А у молодежи это время совпало с периодом, когда особенно обострились извечные вопросы, мучившие все поколения художников: о форме и содержании, о том, может ли и должно ли искусство нести утилитарные функции, может ли быть искусство для искусства, что такое служение художника народу и в каком виде оно должно осуществляться, можно ли считать художником человека, отдавшего свой талант пропаганде какой-либо идеи?.. Обо всем этом говорилось тысячи раз, обо всем этом спорили целые поколения, и все же каждый, кто посвящал себя искусству, не мог пройти мимо этих вопросов, не решив их для себя лично. Пока что в содружестве — Врубель, Серов, Дервиз — ответов, удовлетворяющих всех сразу, не было. Однако влияние Михаила Александровича, проповедовавшего внутреннюю свободу личности художника, становилось все заметнее.

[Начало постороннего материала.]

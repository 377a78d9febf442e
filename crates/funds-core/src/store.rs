use anyhow::Result;
use uuid::Uuid;

use funds_types::models::{Deposit, DepositStatus, Transaction};

/// Persistence seam for deposits and the ledger.
///
/// Every write is conditional so that two requests racing on the same
/// deposit cannot both succeed. A `false` return means the condition did not
/// hold and nothing was written.
pub trait Store: Send + Sync {
    /// Insert `deposit` unless its user already has a pending or approved one.
    fn insert_deposit(&self, deposit: &Deposit) -> Result<bool>;

    fn find_deposit(&self, id: Uuid) -> Result<Option<Deposit>>;

    /// The user's pending or approved deposit, if any.
    fn find_active_deposit(&self, user_id: Uuid) -> Result<Option<Deposit>>;

    fn find_approved_deposit(&self, user_id: Uuid) -> Result<Option<Deposit>>;

    /// Deposits newest submission first, optionally restricted to one status.
    fn list_deposits(&self, status: Option<DepositStatus>) -> Result<Vec<Deposit>>;

    /// Replace `expected` with `next` and append `entry`, as one atomic unit.
    ///
    /// The write only happens if the stored record still has `expected`'s
    /// status and approval time.
    fn commit_transition(
        &self,
        expected: &Deposit,
        next: &Deposit,
        entry: Option<&Transaction>,
    ) -> Result<bool>;

    /// The user's ledger, newest first.
    fn list_transactions(&self, user_id: Uuid) -> Result<Vec<Transaction>>;
}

От Чистякова Серов Постоянно слышал о том, что в произведении искусства должна быть «идея», в понимании учителя — это была «мысль», «замысел». Такая «идея» должна быть выражена линией, рисунком, краской, но от того, что произведение должно быть «идейным» по содержанию, он отмахивался. Примерно в этом же плане рассуждал и Врубель. Да и сам Серов вовсе не был в свои юные годы заражен пафосом драматического начала. Ему чуждо было пока что изображение толпы, народной массы, ее жизни, движения, страстей. У него все больше обострялся интерес к отдельному человеку, к его внешности, к его характеру.

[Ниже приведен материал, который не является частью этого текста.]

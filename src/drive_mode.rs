//! The operator's choice between robot-centric and field-centric driving.

extern crate alloc;
use alloc::string::{String, ToString};
use core::{fmt, str::FromStr};

#[derive(Copy, Clone, Debug, Default, PartialEq, Eq)]
pub enum DriveMode {
    RobotCentric,
    #[default]
    FieldCentric,
}

impl DriveMode {
    pub const fn label(self) -> &'static str {
        match self {
            DriveMode::RobotCentric => "Robot-Centric",
            DriveMode::FieldCentric => "Field-Centric",
        }
    }

    pub const fn is_field_centric(self) -> bool {
        matches!(self, DriveMode::FieldCentric)
    }

    pub const fn other(self) -> Self {
        match self {
            DriveMode::RobotCentric => DriveMode::FieldCentric,
            DriveMode::FieldCentric => DriveMode::RobotCentric,
        }
    }
}

impl fmt::Display for DriveMode {
    fn fmt(&self, f: &mut fmt::Formatter<'_>) -> fmt::Result {
        f.write_str(self.label())
    }
}

#[derive(Clone, Debug, PartialEq, Eq, thiserror::Error)]
#[error("unknown drive mode `{0}`")]
pub struct ParseDriveModeError(String);

impl FromStr for DriveMode {
    type Err = ParseDriveModeError;

    fn from_str(s: &str) -> Result<Self, Self::Err> {
        let s = s.trim();
        [DriveMode::RobotCentric, DriveMode::FieldCentric]
            .into_iter()
            .find(|mode| {
                let short = match mode {
                    DriveMode::RobotCentric => "robot",
                    DriveMode::FieldCentric => "field",
                };
                s.eq_ignore_ascii_case(mode.label()) || s.eq_ignore_ascii_case(short)
            })
            .ok_or_else(|| ParseDriveModeError(s.to_string()))
    }
}

/// Two-option chooser shown to the operator.
#[derive(Copy, Clone, Debug)]
pub struct DriveModeSelector {
    default: DriveMode,
    selected: DriveMode,
}

impl Default for DriveModeSelector {
    fn default() -> Self {
        Self::new()
    }
}

impl DriveModeSelector {
    pub fn new() -> Self {
        Self {
            default: DriveMode::FieldCentric,
            selected: DriveMode::FieldCentric,
        }
    }

    /// Options in the order they are offered, with their labels.
    pub fn options(&self) -> [(&'static str, DriveMode); 2] {
        [
            (DriveMode::RobotCentric.label(), DriveMode::RobotCentric),
            (DriveMode::FieldCentric.label(), DriveMode::FieldCentric),
        ]
    }

    pub fn default_mode(&self) -> DriveMode {
        self.default
    }

    pub fn selected(&self) -> DriveMode {
        self.selected
    }

    pub fn select(&mut self, mode: DriveMode) {
        self.selected = mode;
    }

    pub fn toggle(&mut self) -> DriveMode {
        self.selected = self.selected.other();
        self.selected
    }

    /// Restores a saved selection. Unknown text selects the default and
    /// hands back the parse error.
    pub fn restore(&mut self, saved: &str) -> Result<DriveMode, ParseDriveModeError> {
        match saved.parse() {
            Ok(mode) => {
                self.selected = mode;
                Ok(mode)
            }
            Err(e) => {
                self.selected = self.default;
                Err(e)
            }
        }
    }
}

#[cfg(test)]
mod tests {
    use super::*;

    #[test]
    fn defaults_to_field_centric() {
        let selector = DriveModeSelector::new();
        assert_eq!(selector.selected(), DriveMode::FieldCentric);
        assert_eq!(selector.default_mode(), DriveMode::FieldCentric);
        assert_eq!(DriveMode::default(), DriveMode::FieldCentric);
    }

    #[test]
    fn parses_labels_and_short_names() {
        assert_eq!("Robot-Centric".parse(), Ok(DriveMode::RobotCentric));
        assert_eq!("field-centric\n".parse(), Ok(DriveMode::FieldCentric));
        assert_eq!("ROBOT".parse(), Ok(DriveMode::RobotCentric));
        assert_eq!(
            "tank".parse::<DriveMode>(),
            Err(ParseDriveModeError("tank".to_string()))
        );
    }

    #[test]
    fn display_round_trips_through_label() {
        for mode in [DriveMode::RobotCentric, DriveMode::FieldCentric] {
            assert_eq!(mode.to_string().parse(), Ok(mode));
        }
    }

    #[test]
    fn toggle_flips_between_options() {
        let mut selector = DriveModeSelector::new();
        assert_eq!(selector.toggle(), DriveMode::RobotCentric);
        assert_eq!(selector.toggle(), DriveMode::FieldCentric);
    }

    #[test]
    fn select_sets_the_mode_and_keeps_the_default() {
        let mut selector = DriveModeSelector::new();
        selector.select(DriveMode::RobotCentric);
        assert_eq!(selector.selected(), DriveMode::RobotCentric);
        assert_eq!(selector.default_mode(), DriveMode::FieldCentric);

        // selecting the current mode is a no-op
        selector.select(DriveMode::RobotCentric);
        assert_eq!(selector.selected(), DriveMode::RobotCentric);

        assert!(selector.restore("nonsense").is_err());
        assert_eq!(selector.selected(), DriveMode::FieldCentric);
    }

    #[test]
    fn stepping_through_options_with_select_matches_toggle() {
        let mut stepped = DriveModeSelector::new();
        let mut toggled = DriveModeSelector::new();
        for _ in 0..3 {
            let options = stepped.options();
            let current = options
                .iter()
                .position(|&(_, mode)| mode == stepped.selected())
                .unwrap();
            stepped.select(options[(current + 1) % options.len()].1);
            assert_eq!(stepped.selected(), toggled.toggle());
        }
    }

    #[test]
    fn restore_falls_back_to_default() {
        let mut selector = DriveModeSelector::new();
        assert_eq!(selector.restore("Robot-Centric"), Ok(DriveMode::RobotCentric));
        assert_eq!(selector.selected(), DriveMode::RobotCentric);

        assert!(selector.restore("").is_err());
        assert_eq!(selector.selected(), DriveMode::FieldCentric);
    }

    #[test]
    fn options_list_robot_centric_first() {
        let labels = DriveModeSelector::new().options().map(|(label, _)| label);
        assert_eq!(labels, ["Robot-Centric", "Field-Centric"]);
    }
}
//! Console logger for the V5 brain.
//!
//! Implements the [`log`] facade on top of vexide's `println!`, which goes
//! to the terminal of an attached `cargo v5` session. Each line carries the
//! time since the logger was installed:
//!
//! ```text
//! INFO [1m 42s 310ms] mecanum_teleop::robot - driver control started (Field-Centric)
//! ```

use alloc::boxed::Box;

use log::{LevelFilter, Metadata, Record, SetLoggerError};
use mecanum_teleop::utils::Uptime;
use vexide::{prelude::*, time::Instant};

struct ConsoleLogger {
    start: Instant,
}

impl log::Log for ConsoleLogger {
    fn enabled(&self, metadata: &Metadata) -> bool {
        metadata.level() <= log::max_level()
    }

    fn log(&self, record: &Record) {
        if self.enabled(record.metadata()) {
            println!(
                "{} [{}] {} - {}",
                record.level(),
                Uptime(self.start.elapsed()),
                record.target(),
                record.args()
            );
        }
    }

    fn flush(&self) {}
}

/// Installs the console logger. Call once, before anything logs.
pub fn init(level: LevelFilter) -> Result<(), SetLoggerError> {
    let logger = Box::leak(Box::new(ConsoleLogger {
        start: Instant::now(),
    }));
    log::set_logger(logger).map(|()| log::set_max_level(level))
}
//! Teleoperated mecanum drive for a V5 competition robot.
//!
//! Everything the robot decides each driver-control cycle lives here and
//! builds without the V5 runtime, so it can be tested on the host. The
//! binary wires it to the hardware.

#![cfg_attr(not(test), no_std)]

pub mod config;
pub mod drive_mode;
pub mod driver_control;
pub mod gyro;
pub mod input;
pub mod mecanum;
pub mod utils;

Все это объясняет поведение молодых художников по отношению к картине Репина, о котором Ми-хайл Александрович Врубель рассказывал в одном из писем сестре:
«..Второй (то есть И. Е. Репин. — В. С.-Р.) как-то сам к нам, чистяковцам, охладел, да и мы, хотя и очень расположены к нему, но чувствуем, что отшатнулись: ни откровенности, ни любовности отношений уже быть не может. Случилось это так: открылась Передвижная выставка. Разумеется, Репин должен был быть заинтересован нашим отношением к его «Крестному ходу в Курской губернии», самому капитальному по талантливости и размерам произведению на выставке.

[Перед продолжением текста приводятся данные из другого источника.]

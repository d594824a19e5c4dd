//! Heading bookkeeping on top of the inertial sensor's raw rotation.
//!
//! The sensor reports a continuous clockwise rotation in degrees. `Gyro`
//! layers a software zero and an operator trim ("angle adjustment") over it.
//! The trim shifts the field-centric angle only; yaw is untouched.

use crate::utils::wrap_degrees;

#[derive(Copy, Clone, Debug, Default, PartialEq)]
pub struct Heading {
    /// Heading since the last reset, in `[-180, 180)`.
    pub yaw: f64,
    /// Accumulated heading since the last reset plus the angle adjustment.
    pub angle: f64,
}

/// Changes to apply to the gyro after a teleop cycle.
#[derive(Copy, Clone, Debug, Default, PartialEq)]
pub struct GyroCommand {
    pub adjustment_delta: f64,
    pub reset: bool,
}

impl GyroCommand {
    pub fn is_noop(&self) -> bool {
        self.adjustment_delta == 0.0 && !self.reset
    }
}

#[derive(Copy, Clone, Debug, Default)]
pub struct Gyro {
    zero: f64,
    adjustment: f64,
}

impl Gyro {
    pub fn new() -> Self {
        Self::default()
    }

    pub fn yaw(&self, raw: f64) -> f64 {
        wrap_degrees(raw - self.zero)
    }

    pub fn angle(&self, raw: f64) -> f64 {
        raw - self.zero + self.adjustment
    }

    pub fn heading(&self, raw: f64) -> Heading {
        Heading {
            yaw: self.yaw(raw),
            angle: self.angle(raw),
        }
    }

    pub fn angle_adjustment(&self) -> f64 {
        self.adjustment
    }

    pub fn set_angle_adjustment(&mut self, degrees: f64) {
        self.adjustment = degrees;
    }

    /// Zeroes yaw and angle at `raw`. The angle adjustment survives.
    pub fn reset(&mut self, raw: f64) {
        self.zero = raw;
    }

    /// Applies the trim first, then the reset.
    pub fn apply(&mut self, command: &GyroCommand, raw: f64) {
        if command.adjustment_delta != 0.0 {
            self.set_angle_adjustment(self.adjustment + command.adjustment_delta);
        }
        if command.reset {
            self.reset(raw);
        }
    }
}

Пошли мы на выставку целой компанией, но занятые с утра до вечера изучением натуры как формы, жадно заглядывающиеся в ее бесконечные изгибы и все-таки зачастую сидящие с тоскливо опущенной рукой перед своим холстом, на котором все-таки видишь еще лоскутки, а там целый мир бесконечно гармонирующих чудных деталей, и дорожащие этими минутами, как отправлением связующего нас культа глубокой натуры, мы, войдя на выставку, не могли вырвать всего этого из сердец, а между тем перед нами проходили вереницы холстов, которые смеялись над нашей любовью, муками, трудом: форма, главнейшее содержание пластики, в загоне — несколько смелых, талантливых черт, и далее художник не вел любовных бесед с натурой, весь занятый мыслью поглубже напечатлеть свою тенденцию в зрителе. Публика чужда специальных тонкостей, но она вправе от нас требовать впечатлений, и мы с тонкостями походили бы на предлагающих голодному изящное гастрономическое блюдо; а мы ему даем каши: хоть и грубого приготовления, но вещи, затрагивающие интересы дня. Почти так рассуждают передвижники. Бесконечно правы они, что художники без признания их публикой не имеют права на существование. Но, признанный, он не становится рабом: он имеет свое самостоятельное, специальное дело, в котором он лучший судья, дело, которое он должен уважать, а не уничижать его значения до оружия публицистики. Это значит надувать публику… Пользуясь ее невежеством, красть у нее то специальное наслаждение, которое отличает душевное состояние перед произведением искусства, от состояния перед развернутым печатным листом. Наконец это может повести к совершенному даже атрофированию потребности в такого рода наслаждениях. Ведь это лучшую частицу жизни у человека украсть! Вот на что приблизительно вызывает и картина Репина… Он это понял и был чрезвычайно сух и даже в некоторые минуты желчен. Разумеется, это не было оскорбленное самолюбие, но негодование на отсталость и школьность наших эстетических взглядов».
Это и неудивительно, что Репин так оценил отношение к его картине чистяковцев. Для него проблемы, мучившие их, были уже давно решены. Еще в молодые годы он писал Стасову, обличая «затхлых рутинеров», которые ценят великих художников прошлого только за их мастерство. «О! Близорукие! Они не знают, что виртуозность кисти есть верный признак манериста и ограниченной посредственности… Виртуозность кисти!.. Я просто презираю эту способность и бьюсь если, то уже, конечно, над другими, более важными вещами… Я всегда недоволен, всегда меняю и чаще всего уничтожаю эту вздорную виртуозность кисти, сгоряча нахватанные эффекты и тому подобные неважные вещи, вредящие общему впечатлению».